*** Block opens ***

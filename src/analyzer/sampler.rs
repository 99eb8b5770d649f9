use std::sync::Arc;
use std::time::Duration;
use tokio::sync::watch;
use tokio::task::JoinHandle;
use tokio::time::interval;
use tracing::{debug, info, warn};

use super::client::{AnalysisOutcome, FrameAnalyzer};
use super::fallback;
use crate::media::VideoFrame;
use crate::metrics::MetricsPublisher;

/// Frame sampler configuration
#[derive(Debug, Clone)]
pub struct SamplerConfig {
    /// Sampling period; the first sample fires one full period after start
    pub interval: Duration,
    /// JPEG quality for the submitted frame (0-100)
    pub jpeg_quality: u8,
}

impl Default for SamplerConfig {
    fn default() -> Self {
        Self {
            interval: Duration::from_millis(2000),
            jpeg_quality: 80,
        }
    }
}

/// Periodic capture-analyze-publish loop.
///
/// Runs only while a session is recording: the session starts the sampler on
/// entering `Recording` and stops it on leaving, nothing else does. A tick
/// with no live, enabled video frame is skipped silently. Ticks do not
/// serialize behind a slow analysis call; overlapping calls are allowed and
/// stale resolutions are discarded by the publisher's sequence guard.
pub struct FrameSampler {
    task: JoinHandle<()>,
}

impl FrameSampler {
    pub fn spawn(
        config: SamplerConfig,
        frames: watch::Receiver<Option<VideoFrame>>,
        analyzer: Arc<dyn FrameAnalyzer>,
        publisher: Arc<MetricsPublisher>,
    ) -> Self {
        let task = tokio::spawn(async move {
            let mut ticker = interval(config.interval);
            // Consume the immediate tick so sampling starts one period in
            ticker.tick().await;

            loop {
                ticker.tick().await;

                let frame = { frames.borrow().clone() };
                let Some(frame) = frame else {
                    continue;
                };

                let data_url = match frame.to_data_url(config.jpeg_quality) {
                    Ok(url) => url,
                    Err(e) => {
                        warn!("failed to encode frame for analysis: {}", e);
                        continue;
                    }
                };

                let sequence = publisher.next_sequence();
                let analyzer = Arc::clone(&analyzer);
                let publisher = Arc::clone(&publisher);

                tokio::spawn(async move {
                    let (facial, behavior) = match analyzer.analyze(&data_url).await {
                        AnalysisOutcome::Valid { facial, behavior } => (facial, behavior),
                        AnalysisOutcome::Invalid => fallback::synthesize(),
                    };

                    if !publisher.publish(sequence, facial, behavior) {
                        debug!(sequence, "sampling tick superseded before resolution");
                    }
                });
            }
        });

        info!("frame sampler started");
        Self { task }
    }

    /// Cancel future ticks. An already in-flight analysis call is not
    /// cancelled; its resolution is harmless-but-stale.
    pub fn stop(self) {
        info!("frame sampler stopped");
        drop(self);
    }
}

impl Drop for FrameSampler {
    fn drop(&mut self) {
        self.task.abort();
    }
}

*** Block closes ***

TASK TO CARRY OUT:
Please reproduce, exactly as written, the lines of the records from the first line through the one containing "the sampler on".

WRITTEN SOLUTION:
filename src/analyzer/sampler.rs
repository 99eb8b5770d649f9
use std::sync::Arc;
use std::time::Duration;
use tokio::sync::watch;
use tokio::task::JoinHandle;
use tokio::time::interval;
use tracing::{debug, info, warn};

use super::client::{AnalysisOutcome, FrameAnalyzer};
use super::fallback;
use crate::media::VideoFrame;
use crate::metrics::MetricsPublisher;

/// Frame sampler configuration
#[derive(Debug, Clone)]
pub struct SamplerConfig {
    /// Sampling period; the first sample fires one full period after start
    pub interval: Duration,
    /// JPEG quality for the submitted frame (0-100)
    pub jpeg_quality: u8,
}

impl Default for SamplerConfig {
    fn default() -> Self {
        Self {
            interval: Duration::from_millis(2000),
            jpeg_quality: 80,
        }
    }
}

/// Periodic capture-analyze-publish loop.
///
/// Runs only while a session is recording: the session starts the sampler on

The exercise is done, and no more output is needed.